Security teams should issue short-lived, task-scoped credentials tied to the specific agent, tool, and resource involved, rather than sharing human sessions or static API keys. The control objective is to limit what the agent can do, preserve attribution, and make revocation practical when behaviour changes or becomes suspicious.
Why This Matters for Security Teams
AI agent credential management is not just a key-rotation problem. Agents act autonomously, chain tools, and make runtime decisions that can expand access far beyond the original task if credentials are static or broadly scoped. That is why current guidance increasingly points to task-scoped, short-lived secrets, workload identity, and real-time policy checks rather than shared human sessions or long-lived API keys.
The risk is visible in current research. NHIMG’s AI Agents: The New Attack Surface report found that 80% of organisations reported agent behaviour beyond intended scope, while only 44% had implemented policies to govern AI agents.
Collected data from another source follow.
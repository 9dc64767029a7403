//! 3D viewport panel with OpenGL rendering

mod gl_renderer;
mod overlays;
mod renderer;
pub use quadedit_gui_lib::viewport::{camera, mesh, picking};

use std::sync::{Arc, Mutex};

use egui::Ui;
use glam::Vec2;

use crate::build::{MeshCache, MeshStyle};
use crate::state::settings::AppSettings;
use crate::state::{AppState, PointerSample};
use camera::{OrbitCamera, Viewport};
use gl_renderer::{FrameMeshes, GlRenderer};

/// Scroll delta (points) that counts as one wheel step
const SCROLL_STEP_POINTS: f32 = 50.0;

/// 3D viewport panel with OpenGL rendering
pub struct ViewportPanel {
    camera: OrbitCamera,
    viewport: Viewport,
    gl_renderer: Option<Arc<Mutex<GlRenderer>>>,
    cache: MeshCache,
}

impl ViewportPanel {
    pub fn new(settings: &AppSettings) -> Self {
        Self {
            camera: OrbitCamera::from_settings(&settings.camera),
            viewport: Viewport::default(),
            gl_renderer: None,
            cache: MeshCache::new(),
        }
    }

    /// Initialize GL renderer (must be called with a GL context)
    pub fn init_gl(&mut self, gl: &glow::Context) {
        match GlRenderer::new(gl) {
            Ok(renderer) => self.gl_renderer = Some(Arc::new(Mutex::new(renderer))),
            Err(e) => tracing::error!("GL renderer unavailable, using software wireframe: {e}"),
        }
    }

    pub fn reset_camera(&mut self, settings: &AppSettings) {
        self.camera = OrbitCamera::from_settings(&settings.camera);
    }

    pub fn camera(&self) -> &OrbitCamera {
        &self.camera
    }

    pub fn show(&mut self, ui: &mut Ui, state: &mut AppState) {
        let (rect, response) =
            ui.allocate_exact_size(ui.available_size(), egui::Sense::click_and_drag());

        // ── Live viewport and projection ─────────────────────
        self.viewport.resize(rect.width(), rect.height());
        let cam = &state.settings.camera;
        self.camera.fov = cam.fov;
        self.camera.near = cam.near;
        self.camera.far = cam.far;

        // ── Interaction ──────────────────────────────────────
        let sample = pointer_sample(ui, &response, rect);
        let report = state.interaction.process(
            &sample,
            &mut state.mesh,
            &mut self.camera,
            &self.viewport,
            &state.settings.interaction,
        );
        if let Some(face) = report.edited_face {
            tracing::debug!("Edited face {face}");
        }

        // ── Render data ──────────────────────────────────────
        let style = MeshStyle::from_settings(&state.settings.viewport);
        if self.cache.refresh(&state.mesh, &style) {
            tracing::trace!("Rebuilt render data for mesh version {}", self.cache.version());
        }

        if !ui.is_rect_visible(rect) {
            return;
        }

        self.render_gl(ui, rect, state);
        self.draw_overlays(ui, rect, state);
    }

    fn render_gl(&self, ui: &mut Ui, rect: egui::Rect, state: &AppState) {
        let Some(gl_renderer) = &self.gl_renderer else {
            // Fallback: software wireframe rendering
            renderer::paint_viewport(ui, rect, &self.camera, state);
            return;
        };

        let renderer_clone = gl_renderer.clone();
        let camera = self.camera.clone();

        let frame = FrameMeshes {
            generation: self.cache.rebuild_count(),
            mesh: self.cache.mesh().clone(),
            edges: self.cache.edges().clone(),
            bounds: self.cache.bounds().cloned(),
        };

        let grid_settings = state.settings.grid.clone();
        let axes_settings = state.settings.axes.clone();
        let edges_visible = state.settings.viewport.show_edges;
        let bounds_visible = state.settings.viewport.show_bounds;
        let bg_color = state.settings.viewport.background_color;

        let callback = egui::PaintCallback {
            rect,
            callback: Arc::new(egui_glow::CallbackFn::new(move |info, painter| {
                let gl = painter.gl();

                let clip = info.clip_rect_in_pixels();
                let viewport = [
                    clip.left_px as f32,
                    clip.from_bottom_px as f32,
                    clip.width_px as f32,
                    clip.height_px as f32,
                ];

                if let Ok(mut r) = renderer_clone.lock() {
                    r.update_grid(gl, &grid_settings);
                    r.update_axes(gl, &axes_settings);
                    r.sync_mesh(gl, &frame);

                    let render_params = gl_renderer::RenderParams {
                        viewport,
                        grid_visible: grid_settings.visible,
                        axes_visible: axes_settings.visible,
                        axes_thickness: axes_settings.thickness,
                        edges_visible,
                        bounds_visible,
                        bg_color,
                    };
                    r.paint(gl, &camera, &render_params);
                }
            })),
        };

        ui.painter().add(callback);
    }

    fn draw_overlays(&self, ui: &mut Ui, rect: egui::Rect, state: &AppState) {
        let painter = ui.painter_at(rect);

        if state.settings.axes.visible && state.settings.axes.show_labels {
            overlays::draw_axis_labels(&painter, rect, &self.camera, state.settings.axes.length);
        }

        overlays::draw_camera_info(&painter, rect, &self.camera);
        overlays::draw_mode_hint(&painter, rect, state);
    }
}

/// Sample the pointer relative to the viewport rect (bottom-left origin).
///
/// Buttons only count when the press started on the viewport, so dragging a
/// panel splitter never edits the mesh.
fn pointer_sample(ui: &Ui, response: &egui::Response, rect: egui::Rect) -> PointerSample {
    let on_viewport = response.is_pointer_button_down_on();
    let hovered = response.hovered();

    ui.input(|i| {
        let position = i
            .pointer
            .latest_pos()
            .filter(|_| hovered || on_viewport)
            .map(|p| Vec2::new(p.x - rect.left(), rect.bottom() - p.y));

        let scroll_steps = if hovered {
            i.raw_scroll_delta.y / SCROLL_STEP_POINTS
        } else {
            0.0
        };

        PointerSample {
            position,
            primary_down: on_viewport && i.pointer.primary_down(),
            secondary_down: on_viewport && i.pointer.secondary_down(),
            scroll_steps,
        }
    })
}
That gap matters because credential misuse in agentic systems often looks like normal automation until data exposure or privilege escalation is already underway. Best practice is evolving, but the direction is clear: treat agent credentials as ephemeral execution permissions, not reusable identity artifacts. For a broader lifecycle view, see NHIMG’s NHI Lifecycle Management Guide and the OWASP Agentic AI Top 10.
In practice, many security teams discover over-privileged agent credentials only after an agent has already touched data or systems it was never meant to reach.
How It Works in Practice
The operational pattern is straightforward, even if implementation details vary. First, establish a distinct workload identity for each agent or agent runtime, rather than borrowing a user account or shared service principal. Then issue a short-lived credential for a specific task, tool, and resource set. The credential should expire automatically when the task ends, when the agent changes context, or when the control plane detects anomalous behaviour. This is the practical difference between static IAM and agent-safe access management.
For most environments, the safest approach combines workload identity, intent-aware authorisation, and JIT credential issuance. Workload identity proves what the agent is, while policy determines what it may do right now. Standards and guidance increasingly point to this model through NIST AI Risk Management Framework, CSA MAESTRO agentic AI threat modeling framework, and NHIMG’s Ultimate Guide to NHIs — Static vs Dynamic Secrets.
- Use OIDC, SPIFFE, or an equivalent workload identity layer to bind credentials to the agent runtime.
- Scope secrets to one tool, one resource, or one approval path whenever possible.
- Enforce policy at request time with policy-as-code rather than pre-approved standing access.
- Log the task, context, and issued credential so revocation and attribution remain possible.
- Revoke on completion, timeout, anomaly, or context switch, not on a fixed calendar schedule alone.
This guidance breaks down in highly distributed multi-agent environments where one agent can delegate to another across multiple hops, because credential provenance and revocation chains become difficult to preserve end to end.
Common Variations and Edge Cases
Tighter agent credential controls often increase orchestration overhead, requiring organisations to balance security against latency, developer friction, and operational complexity. That tradeoff becomes more visible as agents are allowed to act across multiple systems or to execute long-running workflows.
There is no universal standard for this yet, especially for multi-agent pipelines, delegated tool calls, and cross-domain automation. Some teams favour very short TTLs and frequent re-issuance, while others permit slightly longer task windows to avoid interrupting legitimate workflows. The right answer depends on whether the agent is read-only, can modify data, or can trigger irreversible actions.
NHIMG’s Moltbook AI agent keys breach and the Guide to the Secret Sprawl Challenge both underline the same practical lesson: secrets become dangerous when they outlive the task that justified them. Current guidance suggests that high-value environments should pair ephemeral secrets with continuous posture checks and step-up approval for sensitive actions. The best reference point for policy design remains OWASP Non-Human Identity Top 10 and the NIST Cybersecurity Framework 2.0.
For agents that can self-modify prompts, chain tools, or operate with external retrieval, credential management must be paired with behavioural guardrails, because access scope alone does not constrain how an autonomous system will use that access.
Standards & Framework Alignment
This section maps relevant standards and security frameworks to the operational risks and controls described in this guidance.
OWASP Agentic AI Top 10 and CSA MAESTRO address the attack and risk surface, while NIST AI RMF set the governance and control requirements practitioners need to meet.
| Framework | Control / Reference | Relevance |
|---|---|---|
| OWASP Agentic AI Top 10 | A01 | Addresses over-privileged agent actions and credential misuse in autonomous workflows. |
| CSA MAESTRO | T1 | Covers threat modeling for agent identities, tool use, and delegated execution paths. |
| NIST AI RMF | Supports governance and accountability for AI systems using dynamic credentials. |
Issue task-scoped access and continuously re-evaluate agent permissions before each sensitive action.